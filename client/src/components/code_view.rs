//! Source editor: tabbed HTML/CSS/JS buffers with copy, export, and theme
//! selection.

use leptos::prelude::*;

use template::{Document, Theme, export};

use crate::state::ui::EditorTab;
use crate::util::{clipboard, download};

/// How long the "Copied!"/"Exported!" badges stay up.
#[cfg(feature = "hydrate")]
const BADGE_MS: u32 = 2000;

#[component]
pub fn CodeView(
    html: RwSignal<String>,
    css: RwSignal<String>,
    js: RwSignal<String>,
    theme: RwSignal<Theme>,
) -> impl IntoView {
    let active_tab = RwSignal::new(EditorTab::Html);
    let copied = RwSignal::new(false);
    let exported = RwSignal::new(false);

    let buffer_for = move |tab: EditorTab| match tab {
        EditorTab::Html => html,
        EditorTab::Css => css,
        EditorTab::Js => js,
    };

    let on_copy = move |_| {
        let contents = match active_tab.get() {
            EditorTab::Html => export::html_with_doctype(&html.get()),
            EditorTab::Css => css.get(),
            EditorTab::Js => js.get(),
        };
        if contents.is_empty() {
            return;
        }
        clipboard::copy_text(&contents);
        copied.set(true);
        #[cfg(feature = "hydrate")]
        gloo_timers::callback::Timeout::new(BADGE_MS, move || copied.set(false)).forget();
    };

    let on_export = move |_| {
        let doc = Document { html: html.get(), css: css.get(), js: js.get() };
        for file in export::plan_export(&doc) {
            download::save_file(file.filename, &file.contents, file.mime);
        }
        exported.set(true);
        #[cfg(feature = "hydrate")]
        gloo_timers::callback::Timeout::new(BADGE_MS, move || exported.set(false)).forget();
    };

    view! {
        <div class="code-view">
            <div class="code-view__toolbar">
                <div class="code-view__tabs">
                    {EditorTab::ALL
                        .iter()
                        .map(|&tab| {
                            view! {
                                <button
                                    class="code-view__tab"
                                    class:code-view__tab--active=move || active_tab.get() == tab
                                    on:click=move |_| active_tab.set(tab)
                                >
                                    {tab.label()}
                                </button>
                            }
                        })
                        .collect_view()}
                </div>
                <div class="code-view__actions">
                    <select
                        class="code-view__theme"
                        aria-label="Select code editor theme"
                        prop:value=move || theme.get().as_str()
                        on:change=move |ev| {
                            if let Some(next) = Theme::from_name(&event_target_value(&ev)) {
                                theme.set(next);
                            }
                        }
                    >
                        {Theme::ALL
                            .iter()
                            .map(|&choice| {
                                view! { <option value=choice.as_str()>{choice.label()}</option> }
                            })
                            .collect_view()}
                    </select>
                    <span class="code-view__action">
                        <Show when=move || exported.get()>
                            <span class="code-view__badge">"Exported!"</span>
                        </Show>
                        <button class="code-view__button" aria-label="Export files" on:click=on_export>
                            "Export"
                        </button>
                    </span>
                    <span class="code-view__action">
                        <Show when=move || copied.get()>
                            <span class="code-view__badge">"Copied!"</span>
                        </Show>
                        <button class="code-view__button" aria-label="Copy code" on:click=on_copy>
                            "Copy"
                        </button>
                    </span>
                </div>
            </div>
            <textarea
                class="code-view__editor"
                spellcheck="false"
                aria-label=move || format!("{} code editor", active_tab.get().label())
                prop:value=move || buffer_for(active_tab.get()).get()
                on:input=move |ev| buffer_for(active_tab.get()).set(event_target_value(&ev))
            ></textarea>
        </div>
    }
}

* **EXERCISE REQUIREMENTS**
Extract the complete data, matching each line exactly.

* **EXERCISE RESPONSE**
filename client/src/components/code_view.rs
//! Source editor: tabbed HTML/CSS/JS buffers with copy, export, and theme
//! selection.

use leptos::prelude::*;

use template::{Document, Theme, export};

use crate::state::ui::EditorTab;
use crate::util::{clipboard, download};

/// How long the "Copied!"/"Exported!" badges stay up.
#[cfg(feature = "hydrate")]
const BADGE_MS: u32 = 2000;

#[component]
pub fn CodeView(
    html: RwSignal<String>,
    css: RwSignal<String>,
    js: RwSignal<String>,
    theme: RwSignal<Theme>,
) -> impl IntoView {
    let active_tab = RwSignal::new(EditorTab::Html);
    let copied = RwSignal::new(false);
    let exported = RwSignal::new(false);

    let buffer_for = move |tab: EditorTab| match tab {
        EditorTab::Html => html,
        EditorTab::Css => css,
        EditorTab::Js => js,
    };

    let on_copy = move |_| {
        let contents = match active_tab.get() {
            EditorTab::Html => export::html_with_doctype(&html.get()),
            EditorTab::Css => css.get(),
            EditorTab::Js => js.get(),
        };
        if contents.is_empty() {
            return;
        }
        clipboard::copy_text(&contents);
        copied.set(true);
        #[cfg(feature = "hydrate")]
        gloo_timers::callback::Timeout::new(BADGE_MS, move || copied.set(false)).forget();
    };

    let on_export = move |_| {
        let doc = Document { html: html.get(), css: css.get(), js: js.get() };
        for file in export::plan_export(&doc) {
            download::save_file(file.filename, &file.contents, file.mime);
        }
        exported.set(true);
        #[cfg(feature = "hydrate")]
        gloo_timers::callback::Timeout::new(BADGE_MS, move || exported.set(false)).forget();
    };

    view! {
        <div class="code-view">
            <div class="code-view__toolbar">
                <div class="code-view__tabs">
                    {EditorTab::ALL
                        .iter()
                        .map(|&tab| {
                            view! {
                                <button
                                    class="code-view__tab"
                                    class:code-view__tab--active=move || active_tab.get() == tab
                                    on:click=move |_| active_tab.set(tab)
                                >
                                    {tab.label()}
                                </button>
                            }
                        })
                        .collect_view()}
                </div>
                <div class="code-view__actions">
                    <select
                        class="code-view__theme"
                        aria-label="Select code editor theme"
                        prop:value=move || theme.get().as_str()
                        on:change=move |ev| {
                            if let Some(next) = Theme::from_name(&event_target_value(&ev)) {
                                theme.set(next);
                            }
                        }
                    >
                        {Theme::ALL
                            .iter()
                            .map(|&choice| {
                                view! { <option value=choice.as_str()>{choice.label()}</option> }
                            })
                            .collect_view()}
                    </select>
                    <span class="code-view__action">
                        <Show when=move || exported.get()>
                            <span class="code-view__badge">"Exported!"</span>
                        </Show>
                        <button class="code-view__button" aria-label="Export files" on:click=on_export>
                            "Export"
                        </button>
                    </span>
                    <span class="code-view__action">
                        <Show when=move || copied.get()>
                            <span class="code-view__badge">"Copied!"</span>
                        </Show>
                        <button class="code-view__button" aria-label="Copy code" on:click=on_copy>
                            "Copy"
                        </button>
                    </span>
                </div>
            </div>
            <textarea
                class="code-view__editor"
                spellcheck="false"
                aria-label=move || format!("{} code editor", active_tab.get().label())
                prop:value=move || buffer_for(active_tab.get()).get()
                on:input=move |ev| buffer_for(active_tab.get()).set(event_target_value(&ev))
            ></textarea>
        </div>
    }
}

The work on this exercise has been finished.